I was going to suggest that we rename the heat unit to a Kennedy, in
honor of Teddy. However one Kennedy would be an unimaginably large unit
to comprehend. One Kennedy could heat Eastern Massachusetts, for example.
Paul Nelson wrote:
Why do we have to measure energy in British Thermal Units if we're
Americans? :-))
(Running for cover)
Paul Nelson
Cell 708-670-6978
Office 512-392-2577
nelsonp@xxxxxxxxxxxxx
-----Original Message-----
From: cpf0000-bounces+nelsonp=speakeasy.net@xxxxxxxxxxxx
[mailto:cpf0000-bounces+nelsonp=speakeasy.net@xxxxxxxxxxxx] On Behalf Of
qsrvbas@xxxxxxxxxxxx
Sent: Wednesday, November 07, 2007 9:06 PM
To: Open discussion among iSeries Users
Subject: Re: [CPF0000] Bread and Butter Issues
rick baird wrote:
Don't get me wrong, I'm all for keeping money at home, and especially,
not sending it to middle east saudi princes.
Rick:
It's an interesting topic for debate. Since Canada has been right
near being our top supplier for a while ( e.g.,
http://www.eia.doe.gov/neic/quickfacts/quickoil.html [or
http://tinyurl.com/a5bhs ] and especially
http://tonto.eia.doe.gov/dnav/pet/pet_move_impcus_a2_nus_ep00_im0_mbbl_m.htm
[or http://tinyurl.com/cnurj ] ), and Mexico is close to Saudi
Arabia in the #3 spot, we've been doing better in relative terms in
diverting funds from the Saudis.
Of course, the rest of the world buys what we don't buy. Major
problem there.
I'm just saying there's a lot of cost to turning corn into ethanol,
and it's not even close to being our energy savior.
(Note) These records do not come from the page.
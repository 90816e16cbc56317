use super::categories::{ActiveFlags, CategoryRegistry};
use super::form::FormState;
use regex::Regex;
use std::sync::OnceLock;

pub const EMAIL_REQUIRED: &str = "Email address is required";
pub const EMAIL_INVALID: &str = "Please enter a valid email address";
pub const TITLE_REQUIRED: &str = "Project title is required";

fn email_pattern() -> &'static Regex {
    static PATTERN: OnceLock<Regex> = OnceLock::new();
    PATTERN.get_or_init(|| {
        Regex::new(r"^[^\s@]+@[^\s@]+\.[^\s@]+$").expect("email pattern compiles")
    })
}

pub fn category_required_message(label: &str) -> String {
    format!("{} is required", label)
}

/// Outcome of a validation pass. Only `errors` block submission.
#[derive(Debug, Clone, Default, PartialEq, Eq)]
pub struct ValidationReport {
    pub errors: Vec<String>,
    pub warnings: Vec<String>,
}

impl ValidationReport {
    pub fn is_valid(&self) -> bool {
        self.errors.is_empty()
    }
}

pub fn is_valid_email(email: &str) -> bool {
    email_pattern().is_match(email)
}

/// Checks email, title and every category's requirement rule, in that order.
pub fn validate(
    form: &FormState,
    categories: &CategoryRegistry,
    flags: &ActiveFlags,
) -> ValidationReport {
    let mut report = ValidationReport::default();

    if form.email.trim().is_empty() {
        report.errors.push(EMAIL_REQUIRED.to_string());
    } else if !is_valid_email(&form.email) {
        report.errors.push(EMAIL_INVALID.to_string());
    }

    if form.project_title.trim().is_empty() {
        report.errors.push(TITLE_REQUIRED.to_string());
    }

    for category in categories.iter() {
        if category.is_required(flags) && category.files.is_empty() {
            report
                .errors
                .push(category_required_message(category.label()));
        }
    }

    report
}

#[cfg(test)]
mod tests {
    use super::*;
    use crate::files::{AttachedFile, FileFilter};
    use pretty_assertions::assert_eq;

    fn valid_form() -> FormState {
        FormState {
            email: "researcher@uni-frankfurt.de".to_string(),
            uploader_name: "Dr. Max Mustermann".to_string(),
            project_title: "Compliance study".to_string(),
            project_details: String::new(),
            is_prospective_study: false,
        }
    }

    fn filled_registry(skip: &[&str]) -> CategoryRegistry {
        let mut registry = CategoryRegistry::default();
        let filter = FileFilter::default();
        let keys: Vec<String> = registry
            .iter()
            .map(|c| c.key().to_string())
            .filter(|k| !skip.contains(&k.as_str()))
            .collect();
        for key in keys {
            registry
                .add_files(&key, vec![AttachedFile::new(format!("/d/{key}.pdf"), 10)], &filter)
                .unwrap();
        }
        registry
    }

    #[test]
    fn complete_submission_is_valid() {
        let form = valid_form();
        let report = validate(&form, &filled_registry(&[]), &form.active_flags());
        assert!(report.is_valid());
        assert!(report.warnings.is_empty());
    }

    #[test]
    fn optional_categories_may_stay_empty() {
        let form = valid_form();
        let registry = filled_registry(&["ethikvotum", "sonstiges", "einwilligung"]);
        assert!(validate(&form, &registry, &form.active_flags()).is_valid());
    }

    #[test]
    fn missing_email_reports_presence_only() {
        let mut form = valid_form();
        form.email = "   ".to_string();
        let report = validate(&form, &filled_registry(&[]), &form.active_flags());
        assert_eq!(report.errors, vec![EMAIL_REQUIRED.to_string()]);
    }

    #[test]
    fn malformed_emails_report_format_only() {
        for email in ["no-at.example.org", "user@nodot", "us er@example.org", "a@b.c d"] {
            let mut form = valid_form();
            form.email = email.to_string();
            let report = validate(&form, &filled_registry(&[]), &form.active_flags());
            assert_eq!(report.errors, vec![EMAIL_INVALID.to_string()], "email {email:?}");
        }
    }

    #[test]
    fn blank_title_is_an_error() {
        let mut form = valid_form();
        form.project_title = " \t".to_string();
        let report = validate(&form, &filled_registry(&[]), &form.active_flags());
        assert_eq!(report.errors, vec![TITLE_REQUIRED.to_string()]);
    }

    #[test]
    fn prospective_flag_makes_consent_required() {
        let mut form = valid_form();
        let registry = filled_registry(&["einwilligung"]);
        assert!(validate(&form, &registry, &form.active_flags()).is_valid());

        form.is_prospective_study = true;
        let report = validate(&form, &registry, &form.active_flags());
        assert_eq!(
            report.errors,
            vec![category_required_message("Consent form")]
        );
    }

    #[test]
    fn errors_follow_rule_order() {
        let form = FormState::default();
        let report = validate(&form, &CategoryRegistry::default(), &form.active_flags());
        assert_eq!(
            report.errors,
            vec![
                EMAIL_REQUIRED.to_string(),
                TITLE_REQUIRED.to_string(),
                category_required_message("Privacy concept"),
                category_required_message("Assumption of responsibility"),
                category_required_message("University training certificate"),
                category_required_message("University hospital training certificate"),
            ]
        );
    }
}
Not to mention that a lot of cost implies the same amount of income,
why not?
We import some 10Mbbl/day of crude plus some 400kbbl/day of refined
gasoline (because we can't refine enough to keep up with our own
consumption). E85 would start off by making the gasoline imports
unnecessary.
Now, you supplied a note that .75BTU results in 1.0BTU for a net
gain of .25BTU through ethanol production. Far be it from me even to
research that figure, though it doesn't seem right. I'd say that any
net energy production cycle should automatically be used to feed
back into itself. Wherever the first .75BTU comes from, it ought to
be replaced by the first .75BTU that comes out the other end! After
only three rounds, you've got free energy! That is an _incredibly_
efficiently energy producer.
In any case, the argument is pointless on its face. Crude oil also
takes huge amounts of BTUs to create, as well as taking perhaps a
hundred million years or so. Unfortunately, there's no point in
following that line because that energy is already invested.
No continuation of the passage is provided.